By Alan Sorensen
Oh, I ate too much. I feel like the guy in the commercial for the meesy, micy specy beet malls. I can't believe I ate the who-o-o-ole thing.
It was great again this year, the 18th annual Thanksgiving Day dinner for everyone. Not everyone took advantage, but nearly 700 of us did.
I want to thank Richard for getting out of bed so early Thursday to stop the flood. And just when it appeared no one was going to show up to help sweep and mop, Pastor Steve and his family and Matt Martinez jumped right in. The last meal was served at about 3 p.m. and the lights were out by 4:10.
Everyone still had time to catch the second half of what had been a scoreless game to that point.
All in all, a pretty great day.
MADD is mad, not because Montana hasn't done enough to address drunk driving in the state. (The national organization gave Montana its lowest grade, a D+, for its anti-drunk driving efforts.) I think MADD's mad at Montana for not joining MADD.
I was on the Hill County DUI Task Force 19 years ago as the fledgling MADD got going in Montana. What the MADD of Montana did then that continues to rankle the National MADD now, I think, was go independent.
While the national MADD was Mothers Against Drunk Drivers when I first got involved, MADD in the Big Sky State used the acronym to stand for Montanans Against Drunk Driving. There was a subtle but huge distinction between those titles. While the national group, in all of its rhetoric and literature at the time, condemned the drunk driver, the Montana MADD condemned the act of driving drunk with an eye toward helping the driver.
I noticed in the wire story the other day that the national Mothers are against drunk driving now. Maybe they were then, too, and the literature we were sent was from some extreme wing of the group.
The national MADD was, when I was familiar with it, an unbending and very demanding group. Its leader openly attacked the Montana group for coddling drunk drivers. That was a blatant falsehood then and nothing has changed.
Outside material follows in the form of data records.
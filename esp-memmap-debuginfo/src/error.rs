//! Error types for the ELF and DWARF readers.

use std::error::Error;
use std::fmt;

use thiserror::Error;

/// The kind of [`ElfError`] that occurred.
#[non_exhaustive]
#[derive(Clone, Copy, Debug, PartialEq, Eq)]
pub enum ElfErrorKind {
    /// The file does not start with the ELF magic bytes.
    InvalidMagic,
    /// The ELF header, program headers or section headers could not be parsed.
    MalformedHeader,
    /// A symbol table references a string table that doesn't exist.
    MissingStringTable,
}

impl fmt::Display for ElfErrorKind {
    fn fmt(&self, f: &mut fmt::Formatter<'_>) -> fmt::Result {
        match self {
            Self::InvalidMagic => write!(f, "not an ELF file"),
            Self::MalformedHeader => write!(f, "malformed ELF header or section table"),
            Self::MissingStringTable => write!(f, "symbol table has no linked string table"),
        }
    }
}

/// An error parsing an [`ElfObject`](crate::elf::ElfObject).
#[derive(Debug, Error)]
#[error("{kind}")]
pub struct ElfError {
    kind: ElfErrorKind,
    #[source]
    source: Option<Box<dyn Error + Send + Sync + 'static>>,
}

impl ElfError {
    pub(crate) fn new<E>(kind: ElfErrorKind, source: E) -> Self
    where
        E: Into<Box<dyn Error + Send + Sync>>,
    {
        Self {
            kind,
            source: Some(source.into()),
        }
    }

    /// Returns the kind of this error.
    pub fn kind(&self) -> ElfErrorKind {
        self.kind
    }
}

impl From<ElfErrorKind> for ElfError {
    fn from(kind: ElfErrorKind) -> Self {
        Self { kind, source: None }
    }
}

impl From<goblin::error::Error> for ElfError {
    fn from(e: goblin::error::Error) -> Self {
        Self::new(ElfErrorKind::MalformedHeader, e)
    }
}

/// The kind of [`DwarfError`] that occurred.
#[non_exhaustive]
#[derive(Clone, Copy, Debug, PartialEq, Eq)]
pub enum DwarfErrorKind {
    /// The `debug_abbrev_offset`/`unit_type` ordering for an unsupported DWARF version was hit.
    UnsupportedVersion(u16),
    /// An attribute form outside the restricted set this reader consumes.
    UnsupportedForm(u16),
    /// A DWARF expression evaluation did not leave exactly one value on the stack.
    InvalidExpression,
    /// A reference attribute pointed outside of any known compilation unit.
    InvalidUnitRef,
    /// The underlying section data was truncated or otherwise corrupted.
    CorruptedData,
}

impl fmt::Display for DwarfErrorKind {
    fn fmt(&self, f: &mut fmt::Formatter<'_>) -> fmt::Result {
        match self {
            Self::UnsupportedVersion(v) => write!(f, "unsupported DWARF version {v}"),
            Self::UnsupportedForm(form) => write!(f, "unsupported attribute form 0x{form:x}"),
            Self::InvalidExpression => {
                write!(f, "DWARF expression did not evaluate to a single address")
            }
            Self::InvalidUnitRef => write!(f, "reference does not resolve to a known unit"),
            Self::CorruptedData => write!(f, "corrupted DWARF debug data"),
        }
    }
}

/// An error reading DWARF debugging information.
#[derive(Debug, Error)]
#[error("{kind}")]
pub struct DwarfError {
    kind: DwarfErrorKind,
    #[source]
    source: Option<Box<dyn Error + Send + Sync + 'static>>,
}

impl DwarfError {
    pub(crate) fn new<E>(kind: DwarfErrorKind, source: E) -> Self
    where
        E: Into<Box<dyn Error + Send + Sync>>,
    {
        Self {
            kind,
            source: Some(source.into()),
        }
    }

    /// Returns the kind of this error.
    pub fn kind(&self) -> DwarfErrorKind {
        self.kind
    }
}

impl From<DwarfErrorKind> for DwarfError {
    fn from(kind: DwarfErrorKind) -> Self {
        Self { kind, source: None }
    }
}

impl From<gimli::Error> for DwarfError {
    fn from(e: gimli::Error) -> Self {
        Self::new(DwarfErrorKind::CorruptedData, e)
    }
}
MADD in Montana has done immeasurable good in getting laws and attitudes changed. It also has done a great job of keeping the avenues of communication open between itself and the public, including the servers of alcohol.
What Montana has done in the intervening years is use video taping to reduce the number of drunk drivers who beat their raps. It has created a mandatory night in jail and huge fine along with court school and a counseling option for a first offender. It has created a felony charge for the multiple offender. It has gotten newspapers throughout the state to publish the names of DUI motorists. It has encouraged designated drivers and taught friends and bartenders how to intervene and prevent drunks from driving. It has even helped to teach friends and bartenders how to keep friends from drinking too much.
We're a small, tightly knit family in Montana. Our state is less like a state and more like a small city with its neighborhoods strewn across thousands of square miles crisscrossed by two-lane roadways. Miles City, Glendive, Sidney, Wolf Point, Glasgow, Plentywood and Broadus, for example, are our real east end.
We're not vindictive people, always looking for an eye for an eye.
We're neighborly, even when it hurts.
What's this about a cookie toss? When I was in my cups, I was a master at tossing my cookies. You could almost say that I was a professional. Maybe I should take my skills to Holiday Village Saturday and try to win $10,000 or a boat.
World AIDS Day is next Wednesday. Whether you think it's a terrible illness that needs to be understood or the wrath of God wrought on the world for its sins, it still needs our attention. And those who suffer need love just as you and I do. It doesn't matter if they're good upright Christians who contracted HIV through transfusions or other sinless sources or heathens who inject their illegal drugs through shared needles or participate in sinful sex.
I'm told that HIV, the means by which AIDS is evinced, is not a highly communicable disease. It doesn't come in a sneeze or glass of water.
The only surefire means of surviving AIDS that we know of today is to remain HIV free. It's really very simple: Refrain from activities that can lead to HIV.
It's largely a choice between education and HIV. Choose education. We don't want to lose you.